Segment Open

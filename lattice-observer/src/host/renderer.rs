//! Reconciliation, commit and the render root.
//!
//! Rendering happens in passes. A pass renders and reconciles a subtree,
//! recording mount and update callbacks as it goes; the callbacks only run
//! once the whole pass succeeded, children before parents. Children are
//! matched by position, then by component type identity and key.

use std::cell::{Cell, RefCell};
use std::rc::Rc;

use super::component::ComponentType;
use super::instance::{Instance, This};
use super::node::{HostNodeId, Node};
use super::queue::{PendingUpdate, UpdateQueue};
use crate::error::HostError;
use crate::props::{Props, State};

/// The mounted counterpart of a [`Node`].
#[derive(Default)]
pub(crate) enum Mounted {
    #[default]
    Empty,
    Text {
        id: HostNodeId,
        text: String,
    },
    Tag {
        id: HostNodeId,
        name: String,
        children: Vec<Mounted>,
    },
    Fragment(Vec<Mounted>),
    Composite(Rc<Instance>),
}

impl Mounted {
    pub(crate) fn first_host_node(&self) -> Option<HostNodeId> {
        match self {
            Self::Empty => None,
            Self::Text { id, .. } | Self::Tag { id, .. } => Some(*id),
            Self::Fragment(children) => children.iter().find_map(Self::first_host_node),
            Self::Composite(instance) => instance.rendered.try_borrow().ok()?.first_host_node(),
        }
    }

    fn write_markup(&self, out: &mut String) {
        match self {
            Self::Empty => {}
            Self::Text { text, .. } => escape_into(text, out),
            Self::Tag { name, children, .. } => {
                out.push('<');
                out.push_str(name);
                out.push('>');
                for child in children {
                    child.write_markup(out);
                }
                out.push_str("</");
                out.push_str(name);
                out.push('>');
            }
            Self::Fragment(children) => {
                for child in children {
                    child.write_markup(out);
                }
            }
            Self::Composite(instance) => instance.rendered.borrow().write_markup(out),
        }
    }
}

fn escape_into(text: &str, out: &mut String) {
    for ch in text.chars() {
        match ch {
            '<' => out.push_str("&lt;"),
            '>' => out.push_str("&gt;"),
            '&' => out.push_str("&amp;"),
            _ => out.push(ch),
        }
    }
}

enum Commit {
    Mount(Rc<Instance>),
    Update {
        instance: Rc<Instance>,
        prev_props: Props,
        prev_state: State,
    },
}

/// One render pass over a subtree.
struct Pass<'q> {
    queue: &'q Rc<UpdateQueue>,
    commits: Vec<Commit>,
}

impl<'q> Pass<'q> {
    fn new(queue: &'q Rc<UpdateQueue>) -> Self {
        Self {
            queue,
            commits: Vec::new(),
        }
    }

    fn mount(&mut self, node: Node) -> Result<Mounted, HostError> {
        Ok(match node {
            Node::Empty => Mounted::Empty,
            Node::Text(text) => Mounted::Text {
                id: HostNodeId::next(),
                text,
            },
            Node::Tag { name, children } => Mounted::Tag {
                id: HostNodeId::next(),
                name,
                children: self.mount_all(children)?,
            },
            Node::Fragment(children) => Mounted::Fragment(self.mount_all(children)?),
            Node::Component(element) => {
                let (ty, props, key) = element.into_parts();
                Mounted::Composite(self.mount_instance(ty, props, key)?)
            }
        })
    }

    fn mount_all(&mut self, nodes: Vec<Node>) -> Result<Vec<Mounted>, HostError> {
        nodes.into_iter().map(|node| self.mount(node)).collect()
    }

    fn mount_instance(
        &mut self,
        ty: ComponentType,
        props: Props,
        key: Option<String>,
    ) -> Result<Rc<Instance>, HostError> {
        let constructed = ty.construct(&props);
        let instance = Rc::new(Instance::new(
            ty,
            key,
            constructed.component,
            constructed.inputs,
            self.queue,
        ));
        self.queue.register(&instance);
        tracing::trace!(component = instance.name(), instance = %instance.id(), "mounting");

        let output = render(&instance)?;
        let child = self.mount(output)?;
        *instance.rendered.borrow_mut() = child;
        self.commits.push(Commit::Mount(instance.clone()));
        Ok(instance)
    }

    /// Apply new inputs to a mounted instance and re-render if it agrees.
    fn update_instance(
        &mut self,
        instance: &Rc<Instance>,
        next_props: Option<Props>,
        pending: PendingUpdate,
    ) -> Result<(), HostError> {
        let inputs = instance.inputs();
        let prev_props = inputs.props();
        let prev_state = inputs.state();
        let next_props = next_props.unwrap_or_else(|| prev_props.clone());
        let next_state = match pending.partial_state {
            Some(partial) => prev_state.merge(&partial),
            None => prev_state.clone(),
        };

        let proceed = pending.force || instance.should_update(&next_props, &next_state);
        inputs.assign_props(next_props);
        inputs.assign_state(next_state);
        if !proceed {
            tracing::trace!(
                component = instance.name(),
                instance = %instance.id(),
                "update skipped"
            );
            return Ok(());
        }

        let output = render(instance)?;
        {
            let mut rendered = instance.rendered.borrow_mut();
            self.reconcile(&mut rendered, output)?;
        }
        self.commits.push(Commit::Update {
            instance: instance.clone(),
            prev_props,
            prev_state,
        });
        Ok(())
    }

    fn reconcile(&mut self, slot: &mut Mounted, node: Node) -> Result<(), HostError> {
        match (slot, node) {
            (Mounted::Composite(instance), Node::Component(element))
                if ComponentType::same(instance.component_type(), element.component_type())
                    && instance.key() == element.key() =>
            {
                let instance = instance.clone();
                let (_, props, _) = element.into_parts();
                let pending = self.queue.take(instance.id()).unwrap_or_default();
                self.update_instance(&instance, Some(props), pending)
            }
            (Mounted::Tag { name, children, .. }, Node::Tag { name: next_name, children: next })
                if *name == next_name =>
            {
                self.reconcile_children(children, next)
            }
            (Mounted::Fragment(children), Node::Fragment(next)) => {
                self.reconcile_children(children, next)
            }
            (Mounted::Text { text, .. }, Node::Text(next)) => {
                *text = next;
                Ok(())
            }
            (Mounted::Empty, Node::Empty) => Ok(()),
            (slot, node) => {
                let fresh = self.mount(node)?;
                unmount(std::mem::replace(slot, fresh));
                Ok(())
            }
        }
    }

    fn reconcile_children(
        &mut self,
        children: &mut Vec<Mounted>,
        next: Vec<Node>,
    ) -> Result<(), HostError> {
        let next_len = next.len();
        for (index, node) in next.into_iter().enumerate() {
            match children.get_mut(index) {
                Some(slot) => self.reconcile(slot, node)?,
                None => {
                    let mounted = self.mount(node)?;
                    children.push(mounted);
                }
            }
        }
        if children.len() > next_len {
            for stale in children.drain(next_len..) {
                unmount(stale);
            }
        }
        Ok(())
    }

    /// Run the recorded lifecycle callbacks.
    fn commit(self) {
        for commit in self.commits {
            match commit {
                Commit::Mount(instance) => {
                    instance.set_mounted(true);
                    instance.component().component_did_mount(&This::new(&instance));
                }
                Commit::Update {
                    instance,
                    prev_props,
                    prev_state,
                } => {
                    if instance.is_mounted() {
                        instance
                            .component()
                            .component_did_update(&This::new(&instance), &prev_props, &prev_state);
                    }
                }
            }
        }
    }
}

fn render(instance: &Instance) -> Result<Node, HostError> {
    instance
        .component()
        .render(&This::new(instance))
        .map_err(|source| HostError::Render {
            component: instance.name().to_owned(),
            source,
        })
}

fn unmount(mounted: Mounted) {
    match mounted {
        Mounted::Composite(instance) => unmount_instance(&instance),
        Mounted::Tag { children, .. } | Mounted::Fragment(children) => {
            children.into_iter().for_each(unmount)
        }
        Mounted::Empty | Mounted::Text { .. } => {}
    }
}

fn unmount_instance(instance: &Rc<Instance>) {
    if instance.is_mounted() {
        tracing::trace!(component = instance.name(), instance = %instance.id(), "unmounting");
        instance.component().component_will_unmount(&This::new(instance));
    }
    instance.set_mounted(false);
    let child = std::mem::take(&mut *instance.rendered.borrow_mut());
    unmount(child);
    instance.updater().forget();
}

/// Resets the re-entrancy flag even if a callback panics.
struct FlushGuard<'a>(&'a Cell<bool>);

impl Drop for FlushGuard<'_> {
    fn drop(&mut self) {
        self.0.set(false);
    }
}

/// A render root: owns one mounted tree and its update queue.
pub struct Root {
    queue: Rc<UpdateQueue>,
    tree: RefCell<Mounted>,
    flushing: Cell<bool>,
    max_update_depth: usize,
}

impl Root {
    /// Rounds of cascading updates a single flush may run.
    pub const DEFAULT_MAX_UPDATE_DEPTH: usize = 50;

    pub fn new() -> Self {
        Self::with_max_update_depth(Self::DEFAULT_MAX_UPDATE_DEPTH)
    }

    pub fn with_max_update_depth(limit: usize) -> Self {
        Self {
            queue: Rc::new(UpdateQueue::default()),
            tree: RefCell::new(Mounted::Empty),
            flushing: Cell::new(false),
            max_update_depth: limit.max(1),
        }
    }

    /// Render `node` into the root, updating the existing tree in place
    /// where types and keys match, then flush queued updates.
    pub fn render(&self, node: impl Into<Node>) -> Result<(), HostError> {
        let mut pass = Pass::new(&self.queue);
        {
            let mut tree = self.tree.borrow_mut();
            pass.reconcile(&mut tree, node.into())?;
        }
        pass.commit();
        self.flush()
    }

    /// Process queued updates until none remain.
    ///
    /// Updates requested while flushing are picked up in a later round. A
    /// flush running more than the configured number of rounds clears the
    /// queue and fails with [`HostError::UpdateDepthExceeded`]. Calling
    /// flush from inside a flush is a no-op.
    pub fn flush(&self) -> Result<(), HostError> {
        if self.flushing.replace(true) {
            return Ok(());
        }
        let _guard = FlushGuard(&self.flushing);

        let mut rounds = 0;
        loop {
            let round = self.queue.pending_ids();
            if round.is_empty() {
                return Ok(());
            }
            rounds += 1;
            if rounds > self.max_update_depth {
                self.queue.clear();
                tracing::error!(limit = self.max_update_depth, "maximum update depth exceeded");
                return Err(HostError::UpdateDepthExceeded {
                    limit: self.max_update_depth,
                });
            }
            tracing::trace!(round = rounds, updates = round.len(), "flushing");

            for id in round {
                // A parent re-rendered earlier in this round may have consumed it.
                let Some(pending) = self.queue.take(id) else {
                    continue;
                };
                let Some(instance) = self.queue.instance(id) else {
                    continue;
                };
                if !instance.is_mounted() {
                    continue;
                }
                let mut pass = Pass::new(&self.queue);
                pass.update_instance(&instance, None, pending)?;
                pass.commit();
            }
        }
    }

    /// Run `f`, then flush whatever it queued.
    pub fn act<R>(&self, f: impl FnOnce() -> R) -> Result<R, HostError> {
        let result = f();
        self.flush()?;
        Ok(result)
    }

    /// Unmount the whole tree.
    pub fn unmount(&self) {
        let tree = std::mem::take(&mut *self.tree.borrow_mut());
        unmount(tree);
        self.queue.clear();
    }

    /// Serialize the mounted host tree.
    pub fn to_markup(&self) -> String {
        let mut out = String::new();
        self.tree.borrow().write_markup(&mut out);
        out
    }

    /// Number of updates waiting for the next flush.
    pub fn pending_updates(&self) -> usize {
        self.queue.len()
    }
}

impl Default for Root {
    fn default() -> Self {
        Self::new()
    }
}

/// Render `node` once without committing it: no lifecycle callbacks run
/// and the instances are dropped with the returned markup.
pub fn render_to_string(node: impl Into<Node>) -> Result<String, HostError> {
    let queue = Rc::new(UpdateQueue::default());
    let mut pass = Pass::new(&queue);
    let mounted = pass.mount(node.into())?;
    let mut out = String::new();
    mounted.write_markup(&mut out);
    Ok(out)
}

Segment Closed

**WHAT YOU NEED TO DO:**
Please output exactly the lines between the one holding "let _guard = FlushGuard(&self.flushing);" and the one holding "tracing::trace!(round = rounds, updates" in the records above, inclusive, and nothing more.

**EXPECTED OUTPUT:**
        let _guard = FlushGuard(&self.flushing);

        let mut rounds = 0;
        loop {
            let round = self.queue.pending_ids();
            if round.is_empty() {
                return Ok(());
            }
            rounds += 1;
            if rounds > self.max_update_depth {
                self.queue.clear();
                tracing::error!(limit = self.max_update_depth, "maximum update depth exceeded");
                return Err(HostError::UpdateDepthExceeded {
                    limit: self.max_update_depth,
                });
            }
            tracing::trace!(round = rounds, updates = round.len(), "flushing");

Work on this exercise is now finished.